Thursday, October 19, 2006

CIVIL RIGHTS -- HUSBAND OF DECEASED FIRST OPENLY GAY CONGRESSMAN DENIED PENSION BENEFITS:

From the Center for American Progress

"Gerry Studds, the nation's first openly gay congressman, pushed the country to another landmark development when he died Saturday," the Lowell Sun reports. The federal government "for the first time will deny death benefits to a congressman's gay spouse." Studds and husband Dean Hara were partnered for 15 years and married in Massachusetts in 2004. "Wives and husbands of deceased lawmakers have for years found financial comfort in their ability to collect more than half of the generous congressional pension earned by their late spouse"; Hara would have received $62,000 a year from Studds' pension program.
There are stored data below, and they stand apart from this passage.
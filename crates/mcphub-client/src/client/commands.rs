//! Command, auth config and config reload endpoints.

use mcphub_core::contracts::{
    AUTH_CONFIGS_PATH, AuthConfigListResponse, COMMANDS_PATH, CONFIG_RELOAD_PATH,
    CommandListResponse,
};
use mcphub_core::{AuthConfigRef, CommandConfig, NewCommand};
use reqwest::Method;

use super::AdminClient;
use crate::error::ClientResult;
use crate::http::HttpBackend;
use crate::url::resource_path;

impl<B: HttpBackend> AdminClient<B> {
    pub(crate) async fn fetch_commands(&self) -> ClientResult<Vec<CommandConfig>> {
        let response: CommandListResponse = self.get(COMMANDS_PATH).await?;
        tracing::debug!(count = response.commands.len(), "Fetched commands");
        Ok(response.commands)
    }

    pub(crate) async fn post_command(&self, command: &NewCommand) -> ClientResult<()> {
        let body = serde_json::to_value(command)?;
        self.send(Method::POST, COMMANDS_PATH, Some(&body)).await?;
        Ok(())
    }

    pub(crate) async fn remove_command(&self, name: &str) -> ClientResult<()> {
        self.send(Method::DELETE, &resource_path(COMMANDS_PATH, name), None)
            .await?;
        Ok(())
    }

    pub(crate) async fn fetch_auth_configs(&self) -> ClientResult<Vec<AuthConfigRef>> {
        let response: AuthConfigListResponse = self.get(AUTH_CONFIGS_PATH).await?;
        Ok(response.auth_configs)
    }

    pub(crate) async fn post_config_reload(&self) -> ClientResult<String> {
        self.send_for_message(Method::POST, CONFIG_RELOAD_PATH).await
    }
}

#[cfg(test)]
mod tests {
    use super::*;
    use crate::error::ClientError;
    use crate::http::testing::{CannedResponse, FakeBackend};
    use mcphub_core::{CommandKind, CommandSource, ScriptCommand};
    use serde_json::json;
    use url::Url;

    fn client(backend: FakeBackend) -> AdminClient<FakeBackend> {
        AdminClient::with_backend(Url::parse("http://127.0.0.1:18888").unwrap(), backend)
    }

    #[tokio::test]
    async fn test_fetch_commands_decodes_sources() {
        let backend = FakeBackend::new().with_response(
            Method::GET,
            "/api/commands",
            CannedResponse::ok(json!({"commands": [
                {"name": "local", "type": "script", "script": {"path": "/a.py"}, "source": "local"},
                {"name": "remote", "type": "http", "http": null, "source": "mcp", "service": "tapd"}
            ]})),
        );

        let commands = client(backend).fetch_commands().await.unwrap();
        assert_eq!(commands[0].source, CommandSource::Local);
        assert_eq!(commands[1].source, CommandSource::Mcp);
    }

    #[tokio::test]
    async fn test_post_command_nests_payload_under_type() {
        let backend = FakeBackend::new().with_response(
            Method::POST,
            "/api/commands",
            CannedResponse::ok(json!({"message": "ok"})),
        );
        let requests = backend.requests();
        let command = NewCommand {
            name: "cleanup".to_string(),
            description: String::new(),
            kind: CommandKind::Script {
                script: ScriptCommand {
                    interpreter: "bash".to_string(),
                    path: "/opt/cleanup.sh".to_string(),
                },
            },
            enabled: true,
            parameters: vec![],
        };

        client(backend).post_command(&command).await.unwrap();

        let seen = requests.lock().unwrap();
        let body = seen[0].body.as_ref().unwrap();
        assert_eq!(body["type"], "script");
        assert_eq!(body["script"]["path"], "/opt/cleanup.sh");
    }

    #[tokio::test]
    async fn test_delete_rejection_carries_detail() {
        let backend = FakeBackend::new().with_response(
            Method::DELETE,
            "/api/commands/ghost",
            CannedResponse::status(404, json!({"detail": "Command not found"})),
        );

        let err = client(backend).remove_command("ghost").await.unwrap_err();
        match err {
            ClientError::Rejected { status, detail } => {
                assert_eq!(status, 404);
                assert_eq!(detail, "Command not found");
            }
            other => panic!("unexpected error: {other:?}"),
        }
    }

    #[tokio::test]
    async fn test_fetch_auth_configs() {
        let backend = FakeBackend::new().with_response(
            Method::GET,
            "/api/auth-configs",
            CannedResponse::ok(json!({"auth_configs": [{"name": "gh", "type": "bearer_token"}]})),
        );

        let auth = client(backend).fetch_auth_configs().await.unwrap();
        assert_eq!(auth[0].display_label(), "gh (bearer_token)");
    }

    #[tokio::test]
    async fn test_config_reload_without_message() {
        let backend = FakeBackend::new().with_response(
            Method::POST,
            "/api/config/reload",
            CannedResponse::ok(serde_json::Value::Null),
        );

        let message = client(backend).post_config_reload().await.unwrap();
        assert!(message.is_empty());
    }
}
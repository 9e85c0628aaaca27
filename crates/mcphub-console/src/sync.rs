//! Resource list synchronization.
//!
//! A reload replaces a list region wholesale: loading placeholder first,
//! then the freshly fetched collection (or an inline error). Concurrent
//! reloads are neither coalesced nor cancelled, so whichever response lands
//! last decides what the region shows.

use std::sync::Arc;
use std::sync::atomic::{AtomicU64, Ordering};

use async_trait::async_trait;
use mcphub_core::{
    AdminApiPort, ApiResult, CommandConfig, ConsoleEvent, ConsoleView, ListRegion, ServerConfig,
};
use tracing::{debug, warn};

use crate::render::{error_markup, loading_markup, render_commands, render_servers};

/// A remote collection that can be fetched and rendered into one region.
#[async_trait]
pub trait Collection: Send + Sync {
    type Item: Send;

    /// Region the collection renders into.
    fn region(&self) -> ListRegion;

    /// Read the full collection.
    async fn fetch(&self, api: &dyn AdminApiPort) -> ApiResult<Vec<Self::Item>>;

    /// Render a non-empty or empty collection.
    fn render(&self, items: &[Self::Item]) -> String;
}

/// The MCP servers collection.
#[derive(Debug, Clone, Copy, Default)]
pub struct ServerCollection;

#[async_trait]
impl Collection for ServerCollection {
    type Item = ServerConfig;

    fn region(&self) -> ListRegion {
        ListRegion::Servers
    }

    async fn fetch(&self, api: &dyn AdminApiPort) -> ApiResult<Vec<ServerConfig>> {
        api.list_servers().await
    }

    fn render(&self, items: &[ServerConfig]) -> String {
        render_servers(items)
    }
}

/// The commands collection.
#[derive(Debug, Clone, Copy, Default)]
pub struct CommandCollection;

#[async_trait]
impl Collection for CommandCollection {
    type Item = CommandConfig;

    fn region(&self) -> ListRegion {
        ListRegion::Commands
    }

    async fn fetch(&self, api: &dyn AdminApiPort) -> ApiResult<Vec<CommandConfig>> {
        api.list_commands().await
    }

    fn render(&self, items: &[CommandConfig]) -> String {
        render_commands(items)
    }
}

/// Keeps one list region in step with the backend.
pub struct ResourceSynchronizer<C: Collection> {
    collection: C,
    api: Arc<dyn AdminApiPort>,
    view: Arc<dyn ConsoleView>,
    /// Sequence of the most recently issued reload.
    issued: AtomicU64,
    /// Highest sequence whose response has been rendered.
    rendered: AtomicU64,
}

impl<C: Collection> ResourceSynchronizer<C> {
    pub fn new(collection: C, api: Arc<dyn AdminApiPort>, view: Arc<dyn ConsoleView>) -> Self {
        Self {
            collection,
            api,
            view,
            issued: AtomicU64::new(0),
            rendered: AtomicU64::new(0),
        }
    }

    pub fn region(&self) -> ListRegion {
        self.collection.region()
    }

    /// Refetch the collection and replace the region.
    ///
    /// Returns the number of items rendered. On failure the region already
    /// shows the inline error; the error is returned for the caller's
    /// benefit only. Nothing is retried.
    pub async fn reload(&self) -> ApiResult<usize> {
        let region = self.collection.region();
        let seq = self.issued.fetch_add(1, Ordering::SeqCst) + 1;
        debug!(?region, seq, "Reloading list");

        self.view
            .emit(ConsoleEvent::list_rendered(region, loading_markup()));

        let result = self.collection.fetch(self.api.as_ref()).await;

        let newest_rendered = self.rendered.fetch_max(seq, Ordering::SeqCst);
        if newest_rendered > seq {
            debug!(
                ?region,
                seq,
                newest_rendered,
                "Stale list response rendered over a newer one"
            );
        }

        match result {
            Ok(items) => {
                let markup = self.collection.render(&items);
                self.view.emit(ConsoleEvent::list_rendered(region, markup));
                debug!(?region, seq, count = items.len(), "List reloaded");
                Ok(items.len())
            }
            Err(e) => {
                warn!(?region, seq, error = %e, "List reload failed");
                self.view
                    .emit(ConsoleEvent::list_rendered(region, error_markup(e.detail())));
                Err(e)
            }
        }
    }
}
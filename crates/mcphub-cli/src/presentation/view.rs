//! Terminal rendering of console events.

use chrono::Local;
use mcphub_core::{ConsoleEvent, ConsoleView};
use tracing::debug;

/// Prints console events to stdout.
///
/// Notices are always printed. List markup is printed only when
/// `show_markup` is set; one-shot commands print their own tables instead.
#[derive(Debug, Clone, Copy, Default)]
pub struct TerminalView {
    show_markup: bool,
}

impl TerminalView {
    /// A view that prints notices only.
    pub const fn notices_only() -> Self {
        Self { show_markup: false }
    }

    /// A view that also prints every rendered list.
    pub const fn with_markup() -> Self {
        Self { show_markup: true }
    }
}

/// Text to print for an event, if any.
pub fn format_event(event: &ConsoleEvent, show_markup: bool) -> Option<String> {
    match event {
        ConsoleEvent::Notice { message } => Some(message.clone()),
        ConsoleEvent::ListRendered { region, markup } if show_markup => {
            Some(format!("#{}\n{markup}", region.element_id()))
        }
        ConsoleEvent::AuthOptionsRendered { markup } if show_markup => {
            Some(format!("#http_auth_ref\n{markup}"))
        }
        ConsoleEvent::ToggleFlipped {
            server_name,
            enabled,
        } => Some(format!(
            "{server_name}: {}",
            if *enabled { "enabling" } else { "disabling" }
        )),
        _ => None,
    }
}

impl ConsoleView for TerminalView {
    fn emit(&self, event: ConsoleEvent) {
        match format_event(&event, self.show_markup) {
            Some(text) if matches!(event, ConsoleEvent::ListRendered { .. }) => {
                println!("[{}] {text}", Local::now().format("%H:%M:%S"));
            }
            Some(text) => println!("{text}"),
            None => debug!(?event, "Console event"),
        }
    }
}
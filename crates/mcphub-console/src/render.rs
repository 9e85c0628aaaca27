//! Markup rendering for list regions and the auth selector.
//!
//! Every string that came from the backend goes through [`escape_html`]
//! before it is interpolated, including attribute values. Controls carry the
//! resource name in a `data-*` attribute instead of inline script.

use mcphub_core::{
    AuthConfigRef, CommandConfig, CommandSource, ListRegion, ParameterSpec, ServerConfig,
    escape_html,
};

/// Text shown for absent optional values.
const NONE_TEXT: &str = "None";

/// Placeholder rendered while a reload is in flight.
pub fn loading_markup() -> String {
    r#"<div class="loading">Loading...</div>"#.to_string()
}

/// Message shown when a collection is empty.
pub const fn empty_message(region: ListRegion) -> &'static str {
    match region {
        ListRegion::Servers => "No MCP servers configured",
        ListRegion::Commands => "No commands configured",
    }
}

/// Placeholder rendered when a collection is empty.
pub fn empty_markup(region: ListRegion) -> String {
    format!(r#"<div class="loading">{}</div>"#, empty_message(region))
}

/// Inline error rendered when a reload fails.
pub fn error_markup(detail: &str) -> String {
    format!(
        r#"<div class="error-message">Failed to load: {}</div>"#,
        escape_html(detail)
    )
}

fn or_none(text: &str) -> &str {
    if text.is_empty() { NONE_TEXT } else { text }
}

// ============================================================================
// Servers
// ============================================================================

/// Render the servers list. Empty input renders the empty placeholder.
pub fn render_servers(servers: &[ServerConfig]) -> String {
    if servers.is_empty() {
        return empty_markup(ListRegion::Servers);
    }
    servers.iter().map(render_server_card).collect()
}

fn render_server_card(server: &ServerConfig) -> String {
    let name = escape_html(&server.name);
    let status = &server.connection_status;
    let checked = if server.enabled { " checked" } else { "" };
    let error = server
        .connection_error
        .as_deref()
        .filter(|e| !e.is_empty())
        .map(|e| format!(r#"<div class="error-message">Error: {}</div>"#, escape_html(e)))
        .unwrap_or_default();

    format!(
        concat!(
            r#"<div class="server-card">"#,
            r#"<div class="server-header">"#,
            r#"<div><span class="server-name">{name}</span>"#,
            r#"<span class="server-status status-{class}">{label}</span></div>"#,
            r#"<div class="server-actions">"#,
            r#"<label class="toggle-switch"><input type="checkbox" data-server="{name}"{checked}><span class="slider"></span></label>"#,
            r#"<button class="delete-btn" data-server="{name}">Delete</button>"#,
            r#"</div></div>"#,
            r#"<div class="server-info">"#,
            r#"<div class="server-info-item"><strong>Description:</strong> {description}</div>"#,
            r#"<div class="server-info-item"><strong>Prefix:</strong> {prefix}</div>"#,
            r#"<div class="server-info-item"><strong>Connection:</strong> {kind}</div>"#,
            "{error}",
            r#"</div></div>"#,
        ),
        name = name,
        class = escape_html(status.css_class()),
        label = escape_html(status.label()),
        checked = checked,
        description = escape_html(or_none(&server.description)),
        prefix = escape_html(or_none(server.prefix.as_deref().unwrap_or_default())),
        kind = server.connection.kind(),
        error = error,
    )
}

// ============================================================================
// Commands
// ============================================================================

/// Render the commands list. Empty input renders the empty placeholder.
///
/// Only locally defined commands get a delete control.
pub fn render_commands(commands: &[CommandConfig]) -> String {
    if commands.is_empty() {
        return empty_markup(ListRegion::Commands);
    }
    commands.iter().map(render_command_card).collect()
}

fn render_command_card(command: &CommandConfig) -> String {
    let name = escape_html(&command.name);
    let source_class = if command.source == CommandSource::Mcp {
        "source-mcp"
    } else {
        "source-local"
    };
    let delete = if command.source.is_deletable() {
        format!(r#"<div><button class="delete-btn" data-command="{name}">Delete</button></div>"#)
    } else {
        String::new()
    };
    let service = command
        .service
        .as_deref()
        .filter(|s| !s.is_empty())
        .map(|s| {
            format!(
                r#"<div class="command-info-item"><strong>Service:</strong> {}</div>"#,
                escape_html(s)
            )
        })
        .unwrap_or_default();

    format!(
        concat!(
            r#"<div class="command-card">"#,
            r#"<div class="command-header">"#,
            r#"<div><span class="command-name">{name}</span>"#,
            r#"<span class="command-source {source_class}">{source_label}</span></div>"#,
            "{delete}",
            r#"</div>"#,
            r#"<div class="command-info">"#,
            r#"<div class="command-info-item"><strong>Description:</strong> {description}</div>"#,
            r#"<div class="command-info-item"><strong>Type:</strong> {kind}</div>"#,
            "{service}{parameters}",
            r#"</div></div>"#,
        ),
        name = name,
        source_class = source_class,
        source_label = command.source.label(),
        delete = delete,
        description = escape_html(or_none(&command.description)),
        kind = command.kind.kind(),
        service = service,
        parameters = render_parameters(&command.parameters),
    )
}

fn render_parameters(parameters: &[ParameterSpec]) -> String {
    if parameters.is_empty() {
        return r#"<div class="command-info-item"><em>No parameters</em></div>"#.to_string();
    }

    let items: String = parameters
        .iter()
        .map(|p| {
            let required = if p.required {
                r#"<span class="parameter-required">Required</span>"#
            } else {
                ""
            };
            let description = p
                .description
                .as_deref()
                .filter(|d| !d.is_empty())
                .map(|d| {
                    format!(
                        r#"<div class="parameter-description">{}</div>"#,
                        escape_html(d)
                    )
                })
                .unwrap_or_default();
            format!(
                r#"<div class="parameter-item"><span class="parameter-name">{}</span><span class="parameter-type">{}</span>{required}{description}</div>"#,
                escape_html(&p.name),
                escape_html(&p.kind),
            )
        })
        .collect();

    format!(r#"<div class="parameters-list"><strong>Parameters:</strong>{items}</div>"#)
}

// ============================================================================
// Auth selector
// ============================================================================

/// Options for the auth-config selection control: a leading "None" entry
/// followed by one `name (type)` entry per config.
pub fn render_auth_options(auth_configs: &[AuthConfigRef]) -> String {
    let mut markup = format!(r#"<option value="">{NONE_TEXT}</option>"#);
    for auth in auth_configs {
        markup.push_str(&format!(
            r#"<option value="{}">{}</option>"#,
            escape_html(&auth.name),
            escape_html(&auth.display_label())
        ));
    }
    markup
}

#[cfg(test)]
mod tests {
    use super::*;
    use mcphub_core::{CommandKind, ConnectionConfig, ConnectionStatus, HttpCommand};

    fn server(name: &str) -> ServerConfig {
        ServerConfig {
            name: name.to_string(),
            description: String::new(),
            enabled: true,
            connection: ConnectionConfig::stdio("uvx", vec![]),
            prefix: None,
            timeout: 30,
            retry_on_failure: true,
            auto_reconnect: true,
            connection_status: ConnectionStatus::Connected,
            connection_error: None,
        }
    }

    fn command(name: &str, source: CommandSource) -> CommandConfig {
        CommandConfig {
            name: name.to_string(),
            description: "desc".to_string(),
            kind: CommandKind::Http {
                http: HttpCommand::default(),
            },
            enabled: true,
            source,
            service: None,
            parameters: vec![],
        }
    }

    #[test]
    fn test_empty_lists_render_placeholders() {
        assert!(render_servers(&[]).contains("No MCP servers configured"));
        assert!(render_commands(&[]).contains("No commands configured"));
    }

    #[test]
    fn test_server_card_escapes_remote_text() {
        let mut hostile = server("<img src=x onerror=alert(1)>");
        hostile.description = "\"quoted\" & 'single'".to_string();
        hostile.connection_status = ConnectionStatus::Other("<b>".to_string());
        hostile.connection_error = Some("<script>".to_string());

        let markup = render_servers(&[hostile]);
        assert!(!markup.contains("<img"));
        assert!(!markup.contains("<script>"));
        assert!(!markup.contains("<b>"));
        assert!(markup.contains("&lt;img src=x onerror=alert(1)&gt;"));
        assert!(markup.contains("&quot;quoted&quot; &amp; &#39;single&#39;"));
        assert!(markup.contains("Error: &lt;script&gt;"));
    }

    #[test]
    fn test_command_card_escapes_remote_text() {
        let mut hostile = command("x\" onclick=\"alert(1)", CommandSource::Local);
        hostile.description = "<i>desc</i>".to_string();
        hostile.service = Some("<svc>".to_string());
        hostile.parameters = vec![ParameterSpec {
            name: "<p>".to_string(),
            kind: "<t>".to_string(),
            required: false,
            description: Some("a & b".to_string()),
        }];

        let markup = render_commands(&[hostile]);
        assert!(!markup.contains("onclick=\"alert"));
        assert!(markup.contains(r#"data-command="x&quot; onclick=&quot;alert(1)""#));
        assert!(markup.contains("&lt;i&gt;desc&lt;/i&gt;"));
        assert!(markup.contains("Service:</strong> &lt;svc&gt;"));
        assert!(markup.contains("&lt;p&gt;"));
        assert!(markup.contains("&lt;t&gt;"));
        assert!(markup.contains("a &amp; b"));
        for raw in ["<i>", "<svc>", "<p>", "<t>"] {
            assert!(!markup.contains(raw));
        }
    }

    #[test]
    fn test_server_card_state() {
        let mut disabled = server("alpha");
        disabled.enabled = false;
        disabled.prefix = Some("a_".to_string());

        let markup = render_servers(&[disabled]);
        assert!(!markup.contains(" checked"));
        assert!(markup.contains("status-connected"));
        assert!(markup.contains("<strong>Prefix:</strong> a_"));
        assert!(markup.contains("<strong>Description:</strong> None"));
        assert!(markup.contains("<strong>Connection:</strong> stdio"));

        assert!(render_servers(&[server("beta")]).contains(" checked"));
    }

    #[test]
    fn test_delete_affordance_follows_source() {
        let local = render_commands(&[command("local-cmd", CommandSource::Local)]);
        assert!(local.contains(r#"data-command="local-cmd""#));
        assert!(local.contains("source-local"));

        let mcp = render_commands(&[command("remote-cmd", CommandSource::Mcp)]);
        assert!(!mcp.contains("delete-btn"));
        assert!(mcp.contains("source-mcp"));
        assert!(mcp.contains("MCP tool"));

        let unknown = render_commands(&[command("legacy", CommandSource::Unknown)]);
        assert!(!unknown.contains("delete-btn"));
        assert!(unknown.contains("Local command"));
    }

    #[test]
    fn test_command_parameters() {
        let mut cmd = command("search", CommandSource::Mcp);
        cmd.service = Some("tapd".to_string());
        cmd.parameters = vec![
            ParameterSpec {
                name: "query".to_string(),
                kind: "string".to_string(),
                required: true,
                description: Some("Search <terms>".to_string()),
            },
            ParameterSpec {
                name: "limit".to_string(),
                kind: "number".to_string(),
                required: false,
                description: None,
            },
        ];

        let markup = render_commands(&[cmd]);
        assert!(markup.contains("<strong>Service:</strong> tapd"));
        assert_eq!(markup.matches("parameter-item").count(), 2);
        assert_eq!(markup.matches("parameter-required").count(), 1);
        assert!(markup.contains("Search &lt;terms&gt;"));

        let bare = render_commands(&[command("bare", CommandSource::Local)]);
        assert!(bare.contains("No parameters"));
    }

    #[test]
    fn test_error_markup_escapes_detail() {
        assert_eq!(
            error_markup("<refused>"),
            r#"<div class="error-message">Failed to load: &lt;refused&gt;</div>"#
        );
    }

    #[test]
    fn test_auth_options() {
        assert_eq!(render_auth_options(&[]), r#"<option value="">None</option>"#);

        let options = render_auth_options(&[AuthConfigRef {
            name: "gh\"x".to_string(),
            kind: "bearer_token".to_string(),
        }]);
        assert!(options.contains(r#"<option value="gh&quot;x">gh&quot;x (bearer_token)</option>"#));
    }
}
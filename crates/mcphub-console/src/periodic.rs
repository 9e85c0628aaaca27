//! Periodic background refresh.

use std::future::Future;
use std::time::Duration;

use tokio::task::JoinHandle;
use tokio::time::{Instant, MissedTickBehavior, interval_at};
use tokio_util::sync::CancellationToken;
use tracing::debug;

/// Fires a refresh on a fixed period until cancelled.
///
/// Each tick spawns its own task, so a slow refresh never delays the next
/// tick. Spawned refreshes are not tracked and are never cancelled.
pub struct PeriodicRefresh {
    period: Duration,
    cancel_token: CancellationToken,
}

impl PeriodicRefresh {
    /// # Arguments
    ///
    /// * `period` - Time between refreshes; the first one fires after one period
    /// * `cancel_token` - Stops the ticker when cancelled
    pub const fn new(period: Duration, cancel_token: CancellationToken) -> Self {
        Self {
            period,
            cancel_token,
        }
    }

    /// Spawn the ticker task.
    pub fn spawn<F, Fut>(self, refresh: F) -> JoinHandle<()>
    where
        F: Fn() -> Fut + Send + 'static,
        Fut: Future<Output = ()> + Send + 'static,
    {
        let Self {
            period,
            cancel_token,
        } = self;

        tokio::spawn(async move {
            let mut ticker = interval_at(Instant::now() + period, period);
            ticker.set_missed_tick_behavior(MissedTickBehavior::Skip);

            debug!(?period, "Starting periodic refresh");

            loop {
                tokio::select! {
                    _ = ticker.tick() => {
                        tokio::spawn(refresh());
                    }
                    () = cancel_token.cancelled() => {
                        debug!("Periodic refresh cancelled");
                        break;
                    }
                }
            }
        })
    }
}
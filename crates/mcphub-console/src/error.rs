//! Console error types.

use mcphub_core::ApiError;
use thiserror::Error;

/// Result type alias for console operations.
pub type ConsoleResult<T> = Result<T, ConsoleError>;

/// A form whose discriminator selects no known shape.
///
/// This is the only validation done locally; everything else is left to
/// the backend.
#[derive(Debug, Clone, PartialEq, Eq, Error)]
pub enum FormError {
    #[error("field '{field}' is required")]
    MissingDiscriminator { field: &'static str },

    #[error("unsupported {field} '{value}'")]
    UnknownDiscriminator { field: &'static str, value: String },
}

/// Errors surfaced by console operations.
///
/// The view has already been notified by the time one of these is
/// returned; callers use it for exit codes and logging.
#[derive(Debug, Clone, PartialEq, Eq, Error)]
pub enum ConsoleError {
    #[error("Invalid form: {0}")]
    Form(#[from] FormError),

    #[error(transparent)]
    Api(#[from] ApiError),
}

impl ConsoleError {
    /// Reason suitable for a user notification.
    pub fn detail(&self) -> String {
        match self {
            Self::Form(e) => e.to_string(),
            Self::Api(e) => e.detail().to_string(),
        }
    }
}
But under the 1996 Defense of Marriage Act, the federal government does not recognize state gay marriage laws like the one in Massachusetts, and federal benefits normally passed along to surviving spouses are specifically limited to "a person of the opposite sex who is a husband or wife." Meanwhile, criminal former Rep. Duke Cunningham (R-CA) and Rep. Bob Ney (R-OH), who just pleaded guilty to federal corruption charges, will continue to collect their congressional pensions while they serve their time in prison.